Ostensibly a British dramedy with elements of romance, this sets itself up as soul food with a side dish of progressive multiculturalism. After the death of the titular Sarah, her daughter Clarissa, her mother Mimi, and her former business partner Isabella, all set out to fulfil Sarah’s wish of opening a bakery in Notting Hill. After some teething problems with the location, they hit on the idea that they should start baking confectionaries that reflect the multicultural locals, making baked goods originating from Japan, Latvia and even from over here in Australia.

I fear I have already made this film out to be a lot more interesting than it actually is, because that aspect is only one in a myriad of different thematic ingredients that have seemingly been thrown into this thing at random. We also have rather milquetoast love stories, dealing with grief concerning Sarah’s death, fulfilling the wishes of the dead vs. fulfilling your own, and the bakery chef possibly being Clarissa’s estranged father.

Here’s where I get into what I meant by this feeling like a different form of media: The story as a whole, with all its middling components taken into account, feels like I’m watching a Best Of compilation of a six-episode British sitcom. One where all the emotional landings are intact, but all of the lead-up has been edited out for brevity. I mean, if this was a sitcom, or even a lead-in into a sitcom proper, then the spacing out of the story could’ve resulted in better characterisation, chances for the individual ideas to actually breathe and take hold, and given the overall story more of a drive than ‘everything we see takes place in a bakery’.

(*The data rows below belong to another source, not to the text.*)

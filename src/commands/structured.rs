//! Structured (`/`) subcommand handlers.
//!
//! A closed routing table: every name maps to a handler returning a reply
//! or a command error. Unknown names are themselves an error reply.

use std::path::Path;

use serde::Serialize;
use tokio::process::Command;

use super::{CommandError, CommandReply};
use crate::uploads;

/// Host facts reported by `/sysinfo`.
#[derive(Debug, Clone, Serialize)]
#[serde(rename_all = "camelCase")]
pub struct HostInfo {
    pub platform: String,
    pub arch: String,
    pub release: String,
    pub uptime_secs: u64,
    pub total_mem_bytes: u64,
    pub free_mem_bytes: u64,
}

/// Gather host facts from std consts and /proc, with graceful fallbacks on
/// platforms where /proc is absent.
pub fn host_info() -> HostInfo {
    HostInfo {
        platform: std::env::consts::OS.to_string(),
        arch: std::env::consts::ARCH.to_string(),
        release: std::fs::read_to_string("/proc/sys/kernel/osrelease")
            .map(|s| s.trim().to_string())
            .unwrap_or_else(|_| "unknown".to_string()),
        uptime_secs: read_proc_uptime().unwrap_or(0),
        total_mem_bytes: read_meminfo_field("MemTotal:").unwrap_or(0),
        free_mem_bytes: read_meminfo_field("MemFree:").unwrap_or(0),
    }
}

fn read_proc_uptime() -> Option<u64> {
    let raw = std::fs::read_to_string("/proc/uptime").ok()?;
    let secs: f64 = raw.split_whitespace().next()?.parse().ok()?;
    Some(secs as u64)
}

fn read_meminfo_field(field: &str) -> Option<u64> {
    let raw = std::fs::read_to_string("/proc/meminfo").ok()?;
    let line = raw.lines().find(|l| l.starts_with(field))?;
    let kib: u64 = line.split_whitespace().nth(1)?.parse().ok()?;
    Some(kib * 1024)
}

/// Route one structured command by name.
pub async fn run(name: &str, args: &[String]) -> Result<CommandReply, CommandError> {
    match name {
        "sysinfo" => sysinfo(),
        "listfiles" => {
            let dir = args
                .first()
                .map(String::as_str)
                .filter(|d| !d.is_empty())
                .unwrap_or(".");
            listfiles(dir).await
        }
        "readfile" => {
            let path = args
                .first()
                .ok_or_else(|| CommandError::Argument("please provide a file path".to_string()))?;
            readfile(path).await
        }
        "upload" => Ok(CommandReply::Text(
            "Please send the file you want to upload.".to_string(),
        )),
        "download" => {
            let path = args.first().ok_or_else(|| {
                CommandError::Argument("please provide a file path to download".to_string())
            })?;
            download(path)
        }
        "netstat" => netstat().await,
        "ping" => {
            let host = args
                .first()
                .ok_or_else(|| CommandError::Argument("please provide a host to ping".to_string()))?;
            ping(host).await
        }
        other => Err(CommandError::UnknownCommand(other.to_string())),
    }
}

fn sysinfo() -> Result<CommandReply, CommandError> {
    let info = host_info();
    let block = serde_json::to_string_pretty(&info)
        .map_err(|e| CommandError::Io(e.to_string()))?;
    Ok(CommandReply::Text(format!("System Info:\n{block}")))
}

async fn listfiles(dir: &str) -> Result<CommandReply, CommandError> {
    let mut entries = tokio::fs::read_dir(dir)
        .await
        .map_err(|e| CommandError::Io(format!("cannot list {dir}: {e}")))?;
    let mut names = Vec::new();
    while let Some(entry) = entries
        .next_entry()
        .await
        .map_err(|e| CommandError::Io(e.to_string()))?
    {
        names.push(entry.file_name().to_string_lossy().to_string());
    }
    names.sort();
    Ok(CommandReply::Text(format!(
        "Files in {dir}:\n{}",
        names.join("\n")
    )))
}

async fn readfile(path: &str) -> Result<CommandReply, CommandError> {
    let data = tokio::fs::read_to_string(path)
        .await
        .map_err(|e| CommandError::Io(format!("cannot read {path}: {e}")))?;
    Ok(CommandReply::Text(format!("File contents:\n{data}")))
}

fn download(path: &str) -> Result<CommandReply, CommandError> {
    let attachment = uploads::prepare_outbound(Path::new(path))
        .map_err(|_| CommandError::NotFound(path.to_string()))?;
    Ok(CommandReply::File(attachment))
}

async fn netstat() -> Result<CommandReply, CommandError> {
    let output = Command::new("netstat")
        .arg("-an")
        .output()
        .await
        .map_err(|e| CommandError::Execution(e.to_string()))?;
    if !output.status.success() {
        let stderr = String::from_utf8_lossy(&output.stderr);
        return Err(CommandError::Execution(stderr.trim_end().to_string()));
    }
    let stdout = String::from_utf8_lossy(&output.stdout);
    let connections: Vec<&str> = stdout
        .lines()
        .filter(|line| line.contains("ESTABLISHED"))
        .collect();
    Ok(CommandReply::Text(format!(
        "Active connections:\n{}",
        connections.join("\n")
    )))
}

async fn ping(host: &str) -> Result<CommandReply, CommandError> {
    // Argument vector form: the host never passes through a shell.
    let output = Command::new("ping")
        .arg("-c")
        .arg("4")
        .arg(host)
        .output()
        .await
        .map_err(|e| CommandError::Execution(e.to_string()))?;
    if !output.status.success() {
        let stderr = String::from_utf8_lossy(&output.stderr);
        let message = if stderr.trim().is_empty() {
            format!("ping exited with {}", output.status)
        } else {
            stderr.trim_end().to_string()
        };
        return Err(CommandError::Execution(message));
    }
    Ok(CommandReply::Text(
        String::from_utf8_lossy(&output.stdout).to_string(),
    ))
}
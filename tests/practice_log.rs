use std::path::PathBuf;

use rangelog::{
    BigMiss, LocationType, NewSession, PracticeLog, SessionFilter, SessionPatch, StatsQuery,
    Window,
};
use rangelog::stats::FilterField;
use uuid::Uuid;

struct TempDir(PathBuf);

impl TempDir {
    fn new() -> Self {
        let _ = env_logger::builder().is_test(true).try_init();
        let path = std::env::temp_dir().join(format!("rangelog-test-{}", Uuid::new_v4()));
        Self(path)
    }
}

impl Drop for TempDir {
    fn drop(&mut self) {
        let _ = std::fs::remove_dir_all(&self.0);
    }
}

fn range_session(date: &str) -> NewSession {
    NewSession {
        session_date: date.into(),
        location_type: Some(LocationType::Range),
        big_miss: Some(BigMiss::Left),
        face_control_rating: Some(3),
        contact_rating: Some(4),
        confidence_rating: Some(2),
        tags: vec!["Driver".into(), "Putting".into()],
        ..Default::default()
    }
}

#[tokio::test]
async fn create_list_update_delete_round_trip() {
    let dir = TempDir::new();
    let log = PracticeLog::open(&dir.0).unwrap();

    let created = log.log_session(range_session("2024-03-01")).await.unwrap();
    assert!(!created.id.is_empty());
    assert_eq!(created.session_date, "2024-03-01");
    assert_eq!(created.location_type, Some(LocationType::Range));
    assert_eq!(created.tags, vec!["Driver", "Putting"]);

    log.log_session(range_session("2024-03-05")).await.unwrap();

    // Display order is newest first.
    let listed = log.sessions().await.unwrap();
    assert_eq!(listed.len(), 2);
    assert_eq!(listed[0].session_date, "2024-03-05");

    let patch = SessionPatch {
        notes: Some(Some("stock 7i felt great".into())),
        big_miss: Some(None),
        contact_rating: Some(Some(5)),
        ..Default::default()
    };
    let updated = log.update_session(&created.id, patch).await.unwrap();
    assert_eq!(updated.notes.as_deref(), Some("stock 7i felt great"));
    assert_eq!(updated.big_miss, None);
    assert_eq!(updated.contact_rating, Some(5));
    // Untouched fields survive the patch.
    assert_eq!(updated.session_date, "2024-03-01");
    assert_eq!(updated.face_control_rating, Some(3));

    log.delete_session(&created.id).await.unwrap();
    assert_eq!(log.sessions().await.unwrap().len(), 1);
    assert!(log.session(&created.id).await.is_err());
}

#[tokio::test]
async fn store_rejects_invalid_input() {
    let dir = TempDir::new();
    let log = PracticeLog::open(&dir.0).unwrap();

    let mut bad_rating = range_session("2024-03-01");
    bad_rating.confidence_rating = Some(9);
    assert!(log.log_session(bad_rating).await.is_err());

    let mut bad_date = range_session("2024-03-01");
    bad_date.session_date = "yesterday".into();
    assert!(log.log_session(bad_date).await.is_err());

    assert!(log.sessions().await.unwrap().is_empty());
}

#[tokio::test]
async fn stats_run_over_stored_records() {
    let dir = TempDir::new();
    let log = PracticeLog::open(&dir.0).unwrap();

    log.log_session(range_session("2024-03-01")).await.unwrap();
    log.log_session(range_session("2024-03-05")).await.unwrap();
    let mut course = range_session("2024-03-09");
    course.location_type = Some(LocationType::Course);
    course.big_miss = Some(BigMiss::Right);
    course.tags = vec!["On-Course".into()];
    log.log_session(course).await.unwrap();

    let report = log.stats(&StatsQuery::default()).await.unwrap();
    assert_eq!(report.total_count, 3);
    assert_eq!(report.series.len(), 3);
    assert_eq!(report.series[0].session_date, "2024-03-01");
    assert_eq!(report.top_miss.as_ref().unwrap().label, "left");
    assert_eq!(report.averages.face_control, Some(3.00));

    let range_only = StatsQuery {
        filter: Some(SessionFilter::new(FilterField::LocationType, "range")),
        window: Window::All,
    };
    let report = log.stats(&range_only).await.unwrap();
    assert_eq!(report.total_count, 2);
    assert_eq!(report.top_tags[0].label, "Driver");

    let windowed = StatsQuery {
        filter: None,
        window: Window::Last(1),
    };
    let report = log.stats(&windowed).await.unwrap();
    assert_eq!(report.total_count, 1);
    assert_eq!(report.series[0].session_date, "2024-03-09");
}

#[tokio::test]
async fn dashboard_stats_use_saved_preferences() {
    let dir = TempDir::new();
    let log = PracticeLog::open(&dir.0).unwrap();

    log.log_session(range_session("2024-03-01")).await.unwrap();
    let mut course = range_session("2024-03-05");
    course.location_type = Some(LocationType::Course);
    log.log_session(course).await.unwrap();

    // Defaults: no filtering, all sessions.
    let report = log.dashboard_stats().await.unwrap();
    assert_eq!(report.total_count, 2);

    log.settings()
        .update_dashboard(rangelog::DashboardPrefs {
            window: Window::All,
            filter_field: "location_type".into(),
            filter_value: "course".into(),
        })
        .unwrap();

    let report = log.dashboard_stats().await.unwrap();
    assert_eq!(report.total_count, 1);
}

#[tokio::test]
async fn tolerant_row_decoding_survives_foreign_writes() {
    let dir = TempDir::new();
    let log = PracticeLog::open(&dir.0).unwrap();
    log.log_session(range_session("2024-03-01")).await.unwrap();

    // Another writer (or an older schema) left values our enums don't know.
    let conn = rusqlite::Connection::open(dir.0.join("rangelog.sqlite3")).unwrap();
    conn.execute(
        "INSERT INTO sessions (id, session_date, location_type, big_miss, face_control_rating, \
         tags, created_at, updated_at)
         VALUES ('foreign', '2024-03-02', 'garage', 'shank', 400, 'not json', \
         '2024-03-02T08:00:00+00:00', '2024-03-02T08:00:00+00:00')",
        [],
    )
    .unwrap();
    drop(conn);

    let listed = log.sessions().await.unwrap();
    assert_eq!(listed.len(), 2);
    let foreign = listed.iter().find(|s| s.id == "foreign").unwrap();
    assert_eq!(foreign.location_type, None);
    assert_eq!(foreign.big_miss, None);
    assert_eq!(foreign.face_control_rating, None);
    assert!(foreign.tags.is_empty());

    // The odd row still participates in stats without crashing anything.
    let report = log.stats(&StatsQuery::default()).await.unwrap();
    assert_eq!(report.total_count, 2);
}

What makes the lack of engagement even more disappointing is that, for a story that feels so safely frothy, the presentation is a lot less airbrushed than I was expecting. Aaron Reid’s cinematography refrains from prettying-up the locales and the people that occupy them, highlighting the more grounded approach that makes for an easy argument re: British filmmaking being better than American filmmaking (not that I’ll make it here, admittedly), and while it does drift in and out of character psyches too often to really grab hold, the smaller moments with characters reacting to what’s happening around him (particularly Sarah’s death) actually do make an impact. It just would’ve been better if they put in a better context, and not watered-down with so much else going on.

While there’s aspects that I can vibe with, like the potential for the film’s showing of multiculturalism to irritate champions of the British conservative establishment… ugh, if I have to stretch for political spite to make a film worth appreciating, I’m doing my job wrong. It’s just a bland offering that, at best, is an example of a good story in the wrong medium.